Changing nature of modern conflicts (Kaldor, 2013) requires novel approaches to its analysis and decision making (Duffield, 2014). New approaches require new data and algorithms for its processing. If tradition conflicts were driven by geo-political, economic or ideological interest, modern conflicts are the wars of identities, which have the internal, behaviorist reasons and drivers (Münkler, 2005). Because the rise of identity politics is associated with new communications technologies (Kaldor, 2013), the analysis of identity associated conflicts should include analysis of data from communicative networks.

Therefore, in the modern world, the terroristic threat and conflicts intensity are closely connected with the structure of information, the evolution of methods of information expansion and ways of its dissemination. Our decisions should be based on understanding of socio-psychological and sociocultural phenomena and processes, which influent to security (Bjørgo, 2004). Narrative analysis – in the most common sense of the narrative term, as a spoken or written account of connected events - is one of the useful ways of such understanding.

Despite existing volume of “stories of terrorists”, we still need material to understand the nature of current threats. Imperfectness of data sources is the reason of lack of information (Van der Hulst, 2009).

For example, stories of arrested terrorists are different from their real stories, like as police record is different than a detective novel. Arrested terrorist considers himself already dead, and this position influents to all components of narrative and deforming the analysis results.

Stories from “repentant terrorists” do not contain the necessary information, because the repentance act requires changing the worldview and ideology. So, we do not obtain direct information on cognitive and reflective instruments of terrorist. Therefore, we need “in vivo experiments”.

Usually, available in media stories from militants are essentially censored: it remains no more than 30-40% of original volume (real story told by a real person), 20-40% of the original lexicon is extracted, and in 10-20% of stories the structure of the narrative is changed (Rowland, 1989, Green, Strange, & Brock, 2003, Metsola, 2001). Therefore, we need stories from “first hands”.

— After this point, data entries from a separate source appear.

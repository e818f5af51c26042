//! Audio output using cpal
//!
//! Manages the output device and its callback-driven stream. The stream
//! object is not `Send`, so [`AudioOutput`] must stay on the thread that
//! created it; see [`crate::audio::player`] for the dedicated output thread.

use cpal::traits::{DeviceTrait, HostTrait, StreamTrait};
use cpal::{Device, SampleFormat, Stream, StreamConfig};
use tracing::{debug, error, info, warn};

use crate::audio::types::AudioFrame;
use crate::error::{Error, Result};

/// Fills one device buffer worth of frames
pub type FillCallback = dyn FnMut(&mut [AudioFrame]) + Send + 'static;

/// One output device and, once started, its stream
pub struct AudioOutput {
    device: Device,
    config: StreamConfig,
    sample_format: SampleFormat,
    stream: Option<Stream>,
    volume: f32,
}

impl AudioOutput {
    /// Names of the output devices on the default host
    pub fn list_devices() -> Result<Vec<String>> {
        let names: Vec<String> = cpal::default_host()
            .output_devices()
            .map_err(|e| Error::AudioOutput(format!("Cannot enumerate output devices: {}", e)))?
            .filter_map(|device| device.name().ok())
            .collect();

        debug!("{} output device(s) available", names.len());
        Ok(names)
    }

    /// Open `device_name`, or the default output device when `None` or
    /// when no device by that name exists.
    ///
    /// `volume` is clamped to 0.0-1.0 and applied to every frame.
    pub fn open(device_name: Option<&str>, volume: f32) -> Result<Self> {
        let device = Self::select_device(device_name)?;

        let supported = device
            .default_output_config()
            .map_err(|e| Error::AudioOutput(format!("No usable output config: {}", e)))?;
        let sample_format = supported.sample_format();
        let config = supported.config();

        info!(
            "Output device '{}': {}Hz, {} channel(s), {:?}",
            device.name().unwrap_or_else(|_| "unknown".to_string()),
            config.sample_rate.0,
            config.channels,
            sample_format
        );

        Ok(Self {
            device,
            config,
            sample_format,
            stream: None,
            volume: volume.clamp(0.0, 1.0),
        })
    }

    fn select_device(device_name: Option<&str>) -> Result<Device> {
        let host = cpal::default_host();

        if let Some(name) = device_name {
            let named = host
                .output_devices()
                .map_err(|e| Error::AudioOutput(format!("Cannot enumerate output devices: {}", e)))?
                .find(|d| d.name().ok().as_deref() == Some(name));
            match named {
                Some(device) => return Ok(device),
                None => warn!("Output device '{}' not found, using default", name),
            }
        }

        host.default_output_device()
            .ok_or_else(|| Error::AudioOutput("No default output device".to_string()))
    }

    /// Start the output stream.
    ///
    /// `fill` is called on the real-time audio thread once per device
    /// buffer and must write every frame it is given (silence when idle).
    /// Volume and clamping are applied after `fill`.
    pub fn start<F>(&mut self, fill: F) -> Result<()>
    where
        F: FnMut(&mut [AudioFrame]) + Send + 'static,
    {
        let fill: Box<FillCallback> = Box::new(fill);

        let stream = match self.sample_format {
            SampleFormat::F32 => self.build_stream::<f32>(fill, |s| s)?,
            SampleFormat::I16 => self.build_stream::<i16>(fill, |s| (s * i16::MAX as f32) as i16)?,
            SampleFormat::U16 => {
                // [-1.0, 1.0] to [0, 65535]
                self.build_stream::<u16>(fill, |s| ((s + 1.0) * 32767.5) as u16)?
            }
            sample_format => {
                return Err(Error::AudioOutput(format!(
                    "Unsupported sample format: {:?}",
                    sample_format
                )));
            }
        };

        stream
            .play()
            .map_err(|e| Error::AudioOutput(format!("Cannot start stream: {}", e)))?;

        self.stream = Some(stream);

        Ok(())
    }

    fn build_stream<T>(
        &self,
        mut fill: Box<FillCallback>,
        convert: fn(f32) -> T,
    ) -> Result<Stream>
    where
        T: cpal::SizedSample + Send + 'static,
    {
        let channels = self.config.channels as usize;
        let volume = self.volume;
        let mut frames: Vec<AudioFrame> = Vec::new();

        self.device
            .build_output_stream(
                &self.config,
                move |data: &mut [T], _: &cpal::OutputCallbackInfo| {
                    let frame_count = data.len() / channels;
                    frames.clear();
                    frames.resize(frame_count, AudioFrame::zero());

                    fill(&mut frames);

                    for (out, frame) in data.chunks_mut(channels).zip(frames.iter()) {
                        let frame = frame.scaled(volume);
                        out[0] = convert(frame.left);
                        if channels > 1 {
                            out[1] = convert(frame.right);
                        }
                        for extra in out.iter_mut().skip(2) {
                            *extra = convert(0.0);
                        }
                    }
                },
                move |err| {
                    error!("Audio stream error: {}", err);
                },
                None,
            )
            .map_err(|e| Error::AudioOutput(format!("Cannot build stream: {}", e)))
    }

    /// Pause and release the stream
    pub fn stop(&mut self) -> Result<()> {
        if let Some(stream) = self.stream.take() {
            debug!("Stopping output stream");
            stream
                .pause()
                .map_err(|e| Error::AudioOutput(format!("Cannot pause stream: {}", e)))?;
        }
        Ok(())
    }

    /// Device frame rate; clips are resampled to this
    pub fn sample_rate(&self) -> u32 {
        self.config.sample_rate.0
    }
}

impl Drop for AudioOutput {
    fn drop(&mut self) {
        if let Err(e) = self.stop() {
            warn!("{}", e);
        }
    }
}

#[cfg(test)]
mod tests {
    use super::*;

    #[test]
    fn test_list_devices_does_not_panic() {
        // Outcome depends on the machine's audio hardware
        let _ = AudioOutput::list_devices();
    }
}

This is a big, time-consuming and difficult task. Especially, if it is necessary to compare the materials from different countries, language and cultural communities (Presser & Sandberg, 2015; Joosse, Bucerius, & Thompson, 2015). So, the multisource data including social network and other big data resources should be involved into consideration. Processing this kind of data in security context requires the development of algorithms of big data analysis, but all available and accessible data should be identified and collected (Chen et al., 2004).

Comparison of IS (The Islamic State of Iraq and the Levant) and L/DPR (Lugansk and Donetsk People’s Republics) makes a sense and has reasons. The “official” history of the IS and L/DPR began in 2013-2014, they have approximately the same military potential of 30,000 fighters, more than half of which are foreign citizens, the methods and instruments of their military operations have signs of terrorist activity (Benmelech, Klor, 2016, Weiss, Hassan, 2016, Nowrasteh, 2016, Kostyuchenko, et al., 2017).